Activation of peroxisome proliferator-activated receptor gamma (PPARgamma) has been found to induce cell death in a variety of cells. In this regard, we reported recently that 15-deoxy-Delta-(12,14)-prostaglandin J2 (15dPG-J2), a specific ligand of the nuclear receptor PPARgamma, inhibits proliferation and induces cellular differentiation and apoptosis in the breast cancer cell line MCF-7. In addition to PPARgamma activation other proteins, such as NF-kappaB and AP1, have been shown to be targets of 15dPG-J2. However, the mechanism by which 15dPG-J2 triggers cell death is still elusive.
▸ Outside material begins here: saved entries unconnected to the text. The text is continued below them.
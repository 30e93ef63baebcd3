//! Abstract transition templates.

use crate::error::MappingError;
use halite_core::Fractional3D;

/// A kinetic jump described by its reference geometry.
///
/// The path runs from the start site through any intermediate transition
/// states to the destination site, in fractional coordinates of one
/// arbitrary placement. Mapping replicates it over the whole lattice.
#[derive(Debug, Clone, PartialEq)]
pub struct KineticTransition {
    /// Stable identifier of the transition in the model input.
    pub index: usize,
    /// Reference path geometry, at least two positions.
    pub path: Vec<Fractional3D>,
}

impl KineticTransition {
    /// Create a transition, rejecting paths of fewer than two positions.
    pub fn new(index: usize, path: Vec<Fractional3D>) -> Result<Self, MappingError> {
        if path.len() < 2 {
            return Err(MappingError::ShortTransitionPath { found: path.len() });
        }
        Ok(Self { index, path })
    }

    /// Number of steps in the path.
    pub fn step_count(&self) -> usize {
        self.path.len() - 1
    }
}

/// A Metropolis exchange between two sublattices.
///
/// Names the two sublattice indices whose site contents may swap; the
/// mapper pairs every concrete site of one with every site of the other.
#[derive(Debug, Clone, Copy, PartialEq, Eq)]
pub struct MetropolisTransition {
    /// Stable identifier of the transition in the model input.
    pub index: usize,
    /// Sublattice index of the first exchange partner.
    pub first_position: usize,
    /// Sublattice index of the second exchange partner.
    pub second_position: usize,
}

impl MetropolisTransition {
    /// Create an exchange transition.
    pub const fn new(index: usize, first_position: usize, second_position: usize) -> Self {
        Self {
            index,
            first_position,
            second_position,
        }
    }
}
Our results demonstrate that 15dPG-J2 initiates breast cancer cell death via a very rapid and severe impairment of mitochondrial function, as revealed by a drop in mitochondrial membrane potential (DeltaPsi(m)), generation of reactive oxygen species (ROS) and a decrease in oxygen consumption. In addition, 15dPG-J2 can also activate an intrinsic apoptotic pathway involving phosphatidyl serine externalization, caspase activation and cytochrome c release. Bcl-2 over-expression and zVADfmk, albeit preventing caspase activation, have no effect on 15dPG-J2-mediated mytochondrial dysfunction and loss of cell viability. In contrast, the addition of radical scavengers or rotenone, which prevent 15dPG-J2-induced ROS production, block the loss of cell viability induced by this prostaglandin. Finally, 15dPG-J2-induced cell death appears to involve disruption of the microtubule cytoskeletal network. Together, these results suggest that PG-J2-induced mitochondrial dysfunction and ROS production inevitably leads to death, with or without caspases.